▶ ACTIVITY
Every line of the following records that includes "interrupt" should be copied.

[Dataset entries]
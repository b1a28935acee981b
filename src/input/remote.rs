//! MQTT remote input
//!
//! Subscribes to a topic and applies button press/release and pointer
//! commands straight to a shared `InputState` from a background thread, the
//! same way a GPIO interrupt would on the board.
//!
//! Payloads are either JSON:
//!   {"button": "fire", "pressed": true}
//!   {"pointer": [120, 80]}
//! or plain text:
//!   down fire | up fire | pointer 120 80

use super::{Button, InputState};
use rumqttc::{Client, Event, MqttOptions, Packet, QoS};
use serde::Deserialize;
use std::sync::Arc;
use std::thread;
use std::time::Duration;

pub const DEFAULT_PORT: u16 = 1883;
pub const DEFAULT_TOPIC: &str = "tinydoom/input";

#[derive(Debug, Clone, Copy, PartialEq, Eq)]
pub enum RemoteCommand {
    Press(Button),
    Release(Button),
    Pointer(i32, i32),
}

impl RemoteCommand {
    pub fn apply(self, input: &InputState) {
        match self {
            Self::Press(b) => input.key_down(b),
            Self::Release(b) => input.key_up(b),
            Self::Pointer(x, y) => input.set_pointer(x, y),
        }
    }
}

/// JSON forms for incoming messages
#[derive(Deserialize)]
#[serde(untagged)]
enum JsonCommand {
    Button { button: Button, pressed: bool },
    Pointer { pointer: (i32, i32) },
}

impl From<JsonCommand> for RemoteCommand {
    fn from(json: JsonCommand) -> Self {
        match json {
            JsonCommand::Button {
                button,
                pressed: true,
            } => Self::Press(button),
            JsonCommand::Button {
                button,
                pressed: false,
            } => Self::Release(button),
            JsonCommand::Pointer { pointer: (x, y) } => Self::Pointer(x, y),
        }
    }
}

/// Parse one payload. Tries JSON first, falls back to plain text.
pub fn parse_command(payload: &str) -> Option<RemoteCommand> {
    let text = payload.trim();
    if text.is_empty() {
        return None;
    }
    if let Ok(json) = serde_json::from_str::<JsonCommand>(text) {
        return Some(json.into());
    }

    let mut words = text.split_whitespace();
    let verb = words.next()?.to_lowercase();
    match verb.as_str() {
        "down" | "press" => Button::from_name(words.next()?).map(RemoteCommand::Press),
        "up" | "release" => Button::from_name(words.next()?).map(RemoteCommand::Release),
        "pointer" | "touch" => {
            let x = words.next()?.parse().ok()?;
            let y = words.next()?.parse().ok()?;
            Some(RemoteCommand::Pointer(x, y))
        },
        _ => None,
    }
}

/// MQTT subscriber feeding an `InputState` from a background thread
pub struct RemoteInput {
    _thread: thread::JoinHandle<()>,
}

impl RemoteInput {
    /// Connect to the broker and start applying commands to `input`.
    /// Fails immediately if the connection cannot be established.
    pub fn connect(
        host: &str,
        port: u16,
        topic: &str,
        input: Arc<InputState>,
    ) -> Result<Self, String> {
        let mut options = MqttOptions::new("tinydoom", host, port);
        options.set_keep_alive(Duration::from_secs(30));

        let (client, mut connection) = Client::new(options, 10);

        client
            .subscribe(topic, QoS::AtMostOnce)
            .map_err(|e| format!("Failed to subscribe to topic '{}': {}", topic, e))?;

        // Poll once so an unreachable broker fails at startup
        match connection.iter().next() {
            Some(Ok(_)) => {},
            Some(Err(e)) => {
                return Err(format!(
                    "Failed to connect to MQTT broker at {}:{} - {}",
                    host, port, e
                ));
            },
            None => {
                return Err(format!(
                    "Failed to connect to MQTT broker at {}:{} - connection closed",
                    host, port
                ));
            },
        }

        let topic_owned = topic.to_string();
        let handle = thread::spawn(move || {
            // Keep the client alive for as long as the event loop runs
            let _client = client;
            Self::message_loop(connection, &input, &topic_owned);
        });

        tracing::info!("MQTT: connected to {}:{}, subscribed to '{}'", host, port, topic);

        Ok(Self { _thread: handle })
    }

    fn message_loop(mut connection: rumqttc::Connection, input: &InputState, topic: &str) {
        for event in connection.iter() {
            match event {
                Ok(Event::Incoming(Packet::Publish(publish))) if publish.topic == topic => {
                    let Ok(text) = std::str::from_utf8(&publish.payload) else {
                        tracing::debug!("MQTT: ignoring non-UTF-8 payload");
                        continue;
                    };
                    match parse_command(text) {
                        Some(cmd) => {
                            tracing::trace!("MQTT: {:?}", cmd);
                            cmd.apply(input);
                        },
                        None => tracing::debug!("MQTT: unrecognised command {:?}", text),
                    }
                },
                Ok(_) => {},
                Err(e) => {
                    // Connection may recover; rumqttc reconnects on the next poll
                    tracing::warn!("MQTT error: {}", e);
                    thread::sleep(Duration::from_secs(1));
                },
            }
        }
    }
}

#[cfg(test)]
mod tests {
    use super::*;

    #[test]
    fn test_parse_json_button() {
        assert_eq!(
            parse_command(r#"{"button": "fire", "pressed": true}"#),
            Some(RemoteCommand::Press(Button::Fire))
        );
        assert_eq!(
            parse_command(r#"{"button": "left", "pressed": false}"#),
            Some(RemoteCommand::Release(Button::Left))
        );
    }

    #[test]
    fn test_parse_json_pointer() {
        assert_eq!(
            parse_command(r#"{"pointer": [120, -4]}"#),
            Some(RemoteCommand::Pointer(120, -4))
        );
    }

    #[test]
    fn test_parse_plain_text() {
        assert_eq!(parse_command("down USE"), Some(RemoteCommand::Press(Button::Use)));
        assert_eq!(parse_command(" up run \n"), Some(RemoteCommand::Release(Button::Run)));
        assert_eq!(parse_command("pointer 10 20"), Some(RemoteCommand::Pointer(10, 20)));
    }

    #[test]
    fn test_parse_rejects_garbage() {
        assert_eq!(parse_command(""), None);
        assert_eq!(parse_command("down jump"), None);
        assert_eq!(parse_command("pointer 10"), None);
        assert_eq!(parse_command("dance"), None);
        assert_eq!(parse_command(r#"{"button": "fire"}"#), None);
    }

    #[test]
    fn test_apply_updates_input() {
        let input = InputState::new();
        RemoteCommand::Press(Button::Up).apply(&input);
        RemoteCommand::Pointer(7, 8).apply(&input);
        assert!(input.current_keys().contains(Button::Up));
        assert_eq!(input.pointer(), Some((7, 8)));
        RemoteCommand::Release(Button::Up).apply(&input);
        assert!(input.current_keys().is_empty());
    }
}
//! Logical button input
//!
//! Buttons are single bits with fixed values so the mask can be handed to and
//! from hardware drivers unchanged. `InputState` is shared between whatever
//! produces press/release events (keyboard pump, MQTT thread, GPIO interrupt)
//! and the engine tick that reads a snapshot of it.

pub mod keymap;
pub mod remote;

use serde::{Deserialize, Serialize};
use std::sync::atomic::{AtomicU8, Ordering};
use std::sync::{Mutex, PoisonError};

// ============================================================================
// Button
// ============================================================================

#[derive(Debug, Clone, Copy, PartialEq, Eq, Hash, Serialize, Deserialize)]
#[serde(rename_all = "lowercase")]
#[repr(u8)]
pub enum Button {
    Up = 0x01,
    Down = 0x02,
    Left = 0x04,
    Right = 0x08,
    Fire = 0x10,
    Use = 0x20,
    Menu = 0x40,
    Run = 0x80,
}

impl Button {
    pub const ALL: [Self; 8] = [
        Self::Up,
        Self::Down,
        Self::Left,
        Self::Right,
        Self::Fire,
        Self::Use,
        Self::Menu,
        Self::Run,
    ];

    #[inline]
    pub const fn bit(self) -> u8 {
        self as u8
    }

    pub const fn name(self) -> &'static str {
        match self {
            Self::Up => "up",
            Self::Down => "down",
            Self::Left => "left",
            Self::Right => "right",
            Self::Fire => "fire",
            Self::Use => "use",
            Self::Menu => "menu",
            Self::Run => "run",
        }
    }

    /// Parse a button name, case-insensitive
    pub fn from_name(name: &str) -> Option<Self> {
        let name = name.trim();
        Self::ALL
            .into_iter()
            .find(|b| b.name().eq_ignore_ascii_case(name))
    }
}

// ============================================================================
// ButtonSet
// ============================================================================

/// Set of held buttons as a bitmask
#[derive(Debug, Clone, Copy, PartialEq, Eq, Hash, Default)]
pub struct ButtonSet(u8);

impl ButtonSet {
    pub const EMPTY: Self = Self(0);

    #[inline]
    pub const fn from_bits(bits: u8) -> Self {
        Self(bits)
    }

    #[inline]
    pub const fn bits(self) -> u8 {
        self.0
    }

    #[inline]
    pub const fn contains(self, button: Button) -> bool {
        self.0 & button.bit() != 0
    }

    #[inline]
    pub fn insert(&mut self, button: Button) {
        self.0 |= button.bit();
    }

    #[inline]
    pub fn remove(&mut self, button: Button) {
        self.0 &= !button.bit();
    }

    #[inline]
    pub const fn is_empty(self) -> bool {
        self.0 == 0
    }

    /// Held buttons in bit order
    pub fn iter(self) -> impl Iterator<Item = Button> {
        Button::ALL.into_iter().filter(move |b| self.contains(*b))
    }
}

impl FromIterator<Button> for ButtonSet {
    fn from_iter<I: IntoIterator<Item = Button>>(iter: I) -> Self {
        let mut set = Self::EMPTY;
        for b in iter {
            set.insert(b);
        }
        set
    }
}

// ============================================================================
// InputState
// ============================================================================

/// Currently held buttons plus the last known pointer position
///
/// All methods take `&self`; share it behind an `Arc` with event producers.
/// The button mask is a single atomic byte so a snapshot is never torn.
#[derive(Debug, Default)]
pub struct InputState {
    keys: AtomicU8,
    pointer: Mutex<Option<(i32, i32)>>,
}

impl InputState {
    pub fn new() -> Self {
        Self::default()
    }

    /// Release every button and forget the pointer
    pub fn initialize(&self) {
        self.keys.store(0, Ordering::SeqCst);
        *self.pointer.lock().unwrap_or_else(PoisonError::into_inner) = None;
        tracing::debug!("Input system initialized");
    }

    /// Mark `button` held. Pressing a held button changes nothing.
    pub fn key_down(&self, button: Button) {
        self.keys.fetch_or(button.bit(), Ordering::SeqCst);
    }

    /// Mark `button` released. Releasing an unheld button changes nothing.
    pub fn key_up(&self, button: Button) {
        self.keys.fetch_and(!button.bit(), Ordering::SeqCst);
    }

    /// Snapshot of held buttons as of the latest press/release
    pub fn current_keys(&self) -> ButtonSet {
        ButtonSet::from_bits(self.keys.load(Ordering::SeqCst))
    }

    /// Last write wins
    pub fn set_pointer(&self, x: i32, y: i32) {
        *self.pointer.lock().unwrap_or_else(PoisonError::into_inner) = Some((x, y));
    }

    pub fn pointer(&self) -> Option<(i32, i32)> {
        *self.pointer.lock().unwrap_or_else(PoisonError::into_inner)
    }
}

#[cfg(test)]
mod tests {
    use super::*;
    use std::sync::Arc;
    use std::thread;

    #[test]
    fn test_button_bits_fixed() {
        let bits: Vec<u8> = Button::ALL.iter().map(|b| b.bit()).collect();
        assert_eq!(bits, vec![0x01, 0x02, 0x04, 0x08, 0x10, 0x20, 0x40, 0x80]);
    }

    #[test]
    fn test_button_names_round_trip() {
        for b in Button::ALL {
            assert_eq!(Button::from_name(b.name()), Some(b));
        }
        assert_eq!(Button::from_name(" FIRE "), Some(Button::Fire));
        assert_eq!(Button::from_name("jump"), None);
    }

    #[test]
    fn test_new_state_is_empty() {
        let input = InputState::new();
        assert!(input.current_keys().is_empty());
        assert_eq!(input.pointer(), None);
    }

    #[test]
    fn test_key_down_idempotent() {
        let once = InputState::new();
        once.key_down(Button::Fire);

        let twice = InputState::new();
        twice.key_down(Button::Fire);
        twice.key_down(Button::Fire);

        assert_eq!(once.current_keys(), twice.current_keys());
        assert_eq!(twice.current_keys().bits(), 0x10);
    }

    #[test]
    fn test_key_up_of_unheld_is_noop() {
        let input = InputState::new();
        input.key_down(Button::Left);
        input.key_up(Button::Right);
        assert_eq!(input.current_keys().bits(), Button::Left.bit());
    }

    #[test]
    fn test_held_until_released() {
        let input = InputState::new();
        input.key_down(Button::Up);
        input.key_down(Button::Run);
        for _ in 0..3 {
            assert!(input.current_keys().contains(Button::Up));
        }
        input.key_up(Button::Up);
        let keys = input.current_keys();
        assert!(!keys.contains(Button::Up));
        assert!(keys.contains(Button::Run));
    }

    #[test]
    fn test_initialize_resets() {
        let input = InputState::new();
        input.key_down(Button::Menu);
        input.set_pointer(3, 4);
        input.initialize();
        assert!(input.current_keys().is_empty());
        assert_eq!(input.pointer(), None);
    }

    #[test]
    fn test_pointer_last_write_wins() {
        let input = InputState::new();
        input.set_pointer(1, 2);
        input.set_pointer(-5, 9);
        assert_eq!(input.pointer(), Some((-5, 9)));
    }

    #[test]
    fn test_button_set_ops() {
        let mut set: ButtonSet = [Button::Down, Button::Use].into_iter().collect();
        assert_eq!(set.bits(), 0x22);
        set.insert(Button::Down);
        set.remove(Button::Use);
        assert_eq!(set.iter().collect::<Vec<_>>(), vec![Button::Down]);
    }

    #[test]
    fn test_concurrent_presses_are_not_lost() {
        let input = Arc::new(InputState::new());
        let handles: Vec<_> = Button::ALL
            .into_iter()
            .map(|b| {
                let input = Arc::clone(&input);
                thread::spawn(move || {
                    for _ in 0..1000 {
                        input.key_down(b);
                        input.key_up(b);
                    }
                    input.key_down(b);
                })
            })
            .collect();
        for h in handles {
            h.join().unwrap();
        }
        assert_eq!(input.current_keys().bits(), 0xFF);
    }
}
--
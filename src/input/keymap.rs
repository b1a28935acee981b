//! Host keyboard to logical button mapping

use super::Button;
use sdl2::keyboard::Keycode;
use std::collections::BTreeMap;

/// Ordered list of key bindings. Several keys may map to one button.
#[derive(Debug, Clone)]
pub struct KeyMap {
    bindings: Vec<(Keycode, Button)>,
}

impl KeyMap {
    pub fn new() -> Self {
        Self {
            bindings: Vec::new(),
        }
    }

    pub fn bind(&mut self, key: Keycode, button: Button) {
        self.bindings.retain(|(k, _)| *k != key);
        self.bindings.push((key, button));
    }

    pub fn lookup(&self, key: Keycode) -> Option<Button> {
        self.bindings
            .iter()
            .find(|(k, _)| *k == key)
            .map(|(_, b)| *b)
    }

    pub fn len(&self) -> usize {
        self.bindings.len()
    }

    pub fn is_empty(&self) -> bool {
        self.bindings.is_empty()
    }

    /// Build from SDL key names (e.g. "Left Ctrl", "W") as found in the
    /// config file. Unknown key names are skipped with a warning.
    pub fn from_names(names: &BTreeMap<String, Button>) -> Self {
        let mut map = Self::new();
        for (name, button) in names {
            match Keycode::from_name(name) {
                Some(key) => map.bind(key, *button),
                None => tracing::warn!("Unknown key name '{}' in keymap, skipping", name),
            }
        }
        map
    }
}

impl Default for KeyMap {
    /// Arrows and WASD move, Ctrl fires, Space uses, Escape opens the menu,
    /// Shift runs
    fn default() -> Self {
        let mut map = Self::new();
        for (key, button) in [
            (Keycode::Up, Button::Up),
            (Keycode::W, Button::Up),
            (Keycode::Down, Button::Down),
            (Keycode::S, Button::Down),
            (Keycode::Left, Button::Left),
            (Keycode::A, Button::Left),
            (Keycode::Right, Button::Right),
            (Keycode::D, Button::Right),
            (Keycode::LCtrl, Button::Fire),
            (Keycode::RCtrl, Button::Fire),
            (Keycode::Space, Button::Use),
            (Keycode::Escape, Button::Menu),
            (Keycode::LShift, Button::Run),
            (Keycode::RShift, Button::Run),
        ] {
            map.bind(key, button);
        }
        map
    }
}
==
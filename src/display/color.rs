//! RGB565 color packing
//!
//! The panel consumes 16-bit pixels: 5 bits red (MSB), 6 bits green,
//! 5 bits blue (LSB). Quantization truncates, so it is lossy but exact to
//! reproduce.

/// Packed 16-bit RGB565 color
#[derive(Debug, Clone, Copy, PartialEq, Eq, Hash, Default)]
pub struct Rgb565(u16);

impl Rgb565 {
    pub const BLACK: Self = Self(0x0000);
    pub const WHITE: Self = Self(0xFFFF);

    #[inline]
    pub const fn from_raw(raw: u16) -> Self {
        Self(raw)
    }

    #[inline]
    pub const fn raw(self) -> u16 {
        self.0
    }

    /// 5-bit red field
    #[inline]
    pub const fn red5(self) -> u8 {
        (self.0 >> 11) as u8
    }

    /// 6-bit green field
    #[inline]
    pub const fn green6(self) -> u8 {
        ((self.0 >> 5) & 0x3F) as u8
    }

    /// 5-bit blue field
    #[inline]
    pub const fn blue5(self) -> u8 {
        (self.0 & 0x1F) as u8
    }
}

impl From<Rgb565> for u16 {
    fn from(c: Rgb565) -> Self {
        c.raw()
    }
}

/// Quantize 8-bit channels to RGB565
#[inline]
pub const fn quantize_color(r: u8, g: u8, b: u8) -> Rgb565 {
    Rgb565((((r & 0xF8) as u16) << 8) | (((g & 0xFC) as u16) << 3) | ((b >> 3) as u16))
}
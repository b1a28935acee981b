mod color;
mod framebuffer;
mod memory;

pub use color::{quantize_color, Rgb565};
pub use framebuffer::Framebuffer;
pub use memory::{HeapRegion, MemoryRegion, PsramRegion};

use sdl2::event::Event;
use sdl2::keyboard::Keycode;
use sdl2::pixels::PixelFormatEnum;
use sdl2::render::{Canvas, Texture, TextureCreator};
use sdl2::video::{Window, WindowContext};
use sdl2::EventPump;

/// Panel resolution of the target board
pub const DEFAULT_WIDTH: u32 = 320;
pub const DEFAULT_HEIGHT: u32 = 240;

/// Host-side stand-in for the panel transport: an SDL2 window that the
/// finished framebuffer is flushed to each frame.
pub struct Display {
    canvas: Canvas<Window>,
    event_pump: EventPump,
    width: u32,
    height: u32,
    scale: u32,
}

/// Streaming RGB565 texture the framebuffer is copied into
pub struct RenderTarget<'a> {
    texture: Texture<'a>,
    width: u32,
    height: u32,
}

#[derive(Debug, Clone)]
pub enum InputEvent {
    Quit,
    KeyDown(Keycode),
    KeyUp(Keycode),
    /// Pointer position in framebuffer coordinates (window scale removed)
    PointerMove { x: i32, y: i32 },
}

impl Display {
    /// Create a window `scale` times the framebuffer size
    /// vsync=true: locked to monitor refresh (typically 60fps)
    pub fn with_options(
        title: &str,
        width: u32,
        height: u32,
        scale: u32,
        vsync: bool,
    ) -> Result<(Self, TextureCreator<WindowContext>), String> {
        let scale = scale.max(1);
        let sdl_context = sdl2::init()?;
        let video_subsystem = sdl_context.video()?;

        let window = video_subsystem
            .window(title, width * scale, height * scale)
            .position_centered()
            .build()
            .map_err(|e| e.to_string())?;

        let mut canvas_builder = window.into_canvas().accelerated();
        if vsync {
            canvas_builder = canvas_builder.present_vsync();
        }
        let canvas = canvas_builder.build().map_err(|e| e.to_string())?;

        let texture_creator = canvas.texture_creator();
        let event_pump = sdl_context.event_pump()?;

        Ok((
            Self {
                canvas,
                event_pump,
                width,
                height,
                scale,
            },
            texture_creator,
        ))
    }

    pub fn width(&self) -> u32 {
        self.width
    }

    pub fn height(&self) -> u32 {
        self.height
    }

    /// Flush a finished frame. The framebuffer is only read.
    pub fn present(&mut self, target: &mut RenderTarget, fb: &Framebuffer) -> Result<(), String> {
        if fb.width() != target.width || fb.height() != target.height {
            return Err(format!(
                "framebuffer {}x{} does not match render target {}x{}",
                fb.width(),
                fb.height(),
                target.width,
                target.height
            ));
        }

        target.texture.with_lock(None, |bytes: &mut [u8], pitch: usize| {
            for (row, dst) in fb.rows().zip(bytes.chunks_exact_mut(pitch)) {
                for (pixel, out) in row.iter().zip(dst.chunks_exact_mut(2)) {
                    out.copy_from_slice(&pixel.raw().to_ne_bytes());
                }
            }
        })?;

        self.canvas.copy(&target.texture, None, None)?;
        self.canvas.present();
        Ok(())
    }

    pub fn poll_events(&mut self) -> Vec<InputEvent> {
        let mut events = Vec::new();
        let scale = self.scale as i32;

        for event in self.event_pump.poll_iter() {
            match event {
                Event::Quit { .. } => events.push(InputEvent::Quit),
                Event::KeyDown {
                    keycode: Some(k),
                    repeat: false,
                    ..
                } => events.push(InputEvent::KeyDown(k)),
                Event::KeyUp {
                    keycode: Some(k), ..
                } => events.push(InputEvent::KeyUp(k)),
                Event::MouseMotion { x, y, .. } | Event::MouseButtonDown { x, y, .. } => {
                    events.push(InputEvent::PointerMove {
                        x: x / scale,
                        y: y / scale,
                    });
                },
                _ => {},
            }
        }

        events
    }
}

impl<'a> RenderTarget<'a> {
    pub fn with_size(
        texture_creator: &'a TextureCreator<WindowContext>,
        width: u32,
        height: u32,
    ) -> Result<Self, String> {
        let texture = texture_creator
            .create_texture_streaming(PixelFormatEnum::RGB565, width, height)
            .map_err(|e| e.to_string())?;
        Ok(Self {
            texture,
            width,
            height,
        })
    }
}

▶ RESULT
//! same way a GPIO interrupt would on the board.
//! produces press/release events (keyboard pump, MQTT thread, GPIO interrupt)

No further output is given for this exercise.